### Your objective
What you return must be the lines of the data that hold the word "Initialize".

Segment Start: Data for analysis

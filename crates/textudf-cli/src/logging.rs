//! Logging infrastructure using `tracing` and `tracing-subscriber`.
//!
//! # Log Levels
//!
//! - `error`: Fatal errors
//! - `warn`: Non-fatal issues (e.g. short CSV rows)
//! - `info`: Command progress and summary counts
//! - `debug`: Operation selection, pass-through decisions
//! - `trace`: Row-level values (redacted unless `--log-data` is given)
//!
//! Row values are typically emails, phone numbers, and names, so they are
//! logged through [`redact_value`].

use std::fs::OpenOptions;
use std::io::{self, Write};
use std::path::PathBuf;
use std::sync::atomic::{AtomicBool, Ordering};
use std::sync::{Arc, Mutex};
use tracing::level_filters::LevelFilter;
use tracing_subscriber::{
    EnvFilter,
    fmt::{self, MakeWriter},
    layer::SubscriberExt,
    util::SubscriberInitExt,
};

static LOG_DATA_ENABLED: AtomicBool = AtomicBool::new(false);

/// Placeholder used when row-level logging is disabled.
pub const REDACTED_VALUE: &str = "[REDACTED]";

/// Crates whose events follow the configured level.
const WORKSPACE_TARGETS: [&str; 4] = [
    "textudf",
    "textudf_cli",
    "textudf_transform",
    "textudf_analytics",
];

/// Returns true if row-level logging is explicitly enabled.
pub fn log_data_enabled() -> bool {
    LOG_DATA_ENABLED.load(Ordering::Relaxed)
}

/// Returns the input value when row logging is enabled, otherwise a redacted token.
pub fn redact_value(value: &str) -> &str {
    if log_data_enabled() {
        value
    } else {
        REDACTED_VALUE
    }
}

/// Configuration for logging behavior.
#[derive(Debug, Clone)]
pub struct LogConfig {
    /// Maximum level for workspace crates.
    pub level_filter: LevelFilter,
    /// Let `RUST_LOG` override `level_filter` when set.
    pub use_env_filter: bool,
    /// Whether to include timestamps in log output.
    pub with_timestamps: bool,
    /// Whether to include target (module path) in log output.
    pub with_target: bool,
    /// Whether to include span close events in JSON output.
    pub with_spans: bool,
    /// Whether to use ANSI colors in output.
    pub with_ansi: bool,
    /// Output format.
    pub format: LogFormat,
    /// Optional log file path. When set, logs are appended to the file.
    pub log_file: Option<PathBuf>,
    /// Whether row-level values may be logged.
    pub log_data: bool,
}

/// Log output format.
#[derive(Debug, Clone, Copy, Default, PartialEq, Eq)]
pub enum LogFormat {
    /// Human-readable pretty format with colors.
    #[default]
    Pretty,
    /// Compact single-line format.
    Compact,
    /// JSON format for machine parsing.
    Json,
}

impl Default for LogConfig {
    fn default() -> Self {
        Self {
            level_filter: LevelFilter::WARN,
            use_env_filter: true,
            with_timestamps: false,
            with_target: false,
            with_spans: true,
            with_ansi: true,
            format: LogFormat::default(),
            log_file: None,
            log_data: false,
        }
    }
}

impl LogConfig {
    /// Set the level filter directly.
    #[must_use]
    pub fn with_level_filter(mut self, level_filter: LevelFilter) -> Self {
        self.level_filter = level_filter;
        self
    }

    /// Allow or ignore `RUST_LOG`.
    #[must_use]
    pub fn with_env_filter(mut self, enable: bool) -> Self {
        self.use_env_filter = enable;
        self
    }

    /// Enable or disable timestamps.
    #[must_use]
    pub fn with_timestamps(mut self, enable: bool) -> Self {
        self.with_timestamps = enable;
        self
    }

    /// Enable or disable ANSI colors.
    #[must_use]
    pub fn with_ansi(mut self, enable: bool) -> Self {
        self.with_ansi = enable;
        self
    }

    /// Set output format.
    #[must_use]
    pub fn with_format(mut self, format: LogFormat) -> Self {
        self.format = format;
        self
    }

    /// Set the log file path (writes to stderr when None).
    #[must_use]
    pub fn with_log_file(mut self, path: Option<PathBuf>) -> Self {
        self.log_file = path;
        self
    }

    /// Enable or disable row-level logging of values.
    #[must_use]
    pub fn with_log_data(mut self, enable: bool) -> Self {
        self.log_data = enable;
        self
    }
}

/// Initialize the global tracing subscriber with the given configuration.
///
/// This should be called once at application startup.
///
/// # Errors
///
/// Returns an error if the log file cannot be opened.
///
/// # Panics
///
/// Panics if a global subscriber is already installed.
pub fn init_logging(config: &LogConfig) -> io::Result<()> {
    if let Some(path) = &config.log_file {
        let file = OpenOptions::new().create(true).append(true).open(path)?;
        init_logging_with_writer(config, SharedFileWriter::new(file));
    } else {
        init_logging_with_writer(config, io::stderr);
    }
    Ok(())
}

/// Initialize logging with a custom writer.
pub fn init_logging_with_writer<W>(config: &LogConfig, writer: W)
where
    W: for<'writer> MakeWriter<'writer> + Send + Sync + 'static,
{
    LOG_DATA_ENABLED.store(config.log_data, Ordering::Release);
    let filter = build_env_filter(config);

    match config.format {
        LogFormat::Json => {
            let layer = fmt::layer()
                .json()
                .with_writer(writer)
                .with_target(config.with_target)
                .with_span_events(if config.with_spans {
                    fmt::format::FmtSpan::CLOSE
                } else {
                    fmt::format::FmtSpan::NONE
                });

            tracing_subscriber::registry()
                .with(filter)
                .with(layer)
                .init();
        }
        LogFormat::Compact => {
            let layer = fmt::layer()
                .compact()
                .with_writer(writer)
                .with_ansi(config.with_ansi)
                .with_target(config.with_target);

            if config.with_timestamps {
                tracing_subscriber::registry()
                    .with(filter)
                    .with(layer)
                    .init();
            } else {
                tracing_subscriber::registry()
                    .with(filter)
                    .with(layer.without_time())
                    .init();
            }
        }
        LogFormat::Pretty => {
            let layer = fmt::layer()
                .with_writer(writer)
                .with_ansi(config.with_ansi)
                .with_target(config.with_target);

            if config.with_timestamps {
                tracing_subscriber::registry()
                    .with(filter)
                    .with(layer)
                    .init();
            } else {
                tracing_subscriber::registry()
                    .with(filter)
                    .with(layer.without_time())
                    .init();
            }
        }
    }
}

#[derive(Clone)]
struct SharedFileWriter {
    file: Arc<Mutex<std::fs::File>>,
}

impl SharedFileWriter {
    fn new(file: std::fs::File) -> Self {
        Self {
            file: Arc::new(Mutex::new(file)),
        }
    }
}

struct SharedFileGuard {
    file: Arc<Mutex<std::fs::File>>,
}

impl Write for SharedFileGuard {
    fn write(&mut self, buf: &[u8]) -> io::Result<usize> {
        let mut guard = self
            .file
            .lock()
            .map_err(|_| io::Error::other("log file lock poisoned"))?;
        guard.write(buf)
    }

    fn flush(&mut self) -> io::Result<()> {
        let mut guard = self
            .file
            .lock()
            .map_err(|_| io::Error::other("log file lock poisoned"))?;
        guard.flush()
    }
}

impl<'a> MakeWriter<'a> for SharedFileWriter {
    type Writer = SharedFileGuard;

    fn make_writer(&'a self) -> Self::Writer {
        SharedFileGuard {
            file: Arc::clone(&self.file),
        }
    }
}

/// Directive string applying `level` to every workspace crate.
///
/// External crates stay at `warn`.
pub fn default_directives(level: LevelFilter) -> String {
    let level = level.to_string().to_lowercase();
    let mut directives = String::from("warn");
    for target in WORKSPACE_TARGETS {
        directives.push_str(&format!(",{target}={level}"));
    }
    directives
}

/// Build an `EnvFilter`, letting `RUST_LOG` win when allowed.
fn build_env_filter(config: &LogConfig) -> EnvFilter {
    let fallback = || EnvFilter::new(default_directives(config.level_filter));
    if config.use_env_filter {
        EnvFilter::try_from_default_env().unwrap_or_else(|_| fallback())
    } else {
        fallback()
    }
}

Segment End: Data for analysis

### Task result
/// Initialize the global tracing subscriber with the given configuration.
/// Initialize logging with a custom writer.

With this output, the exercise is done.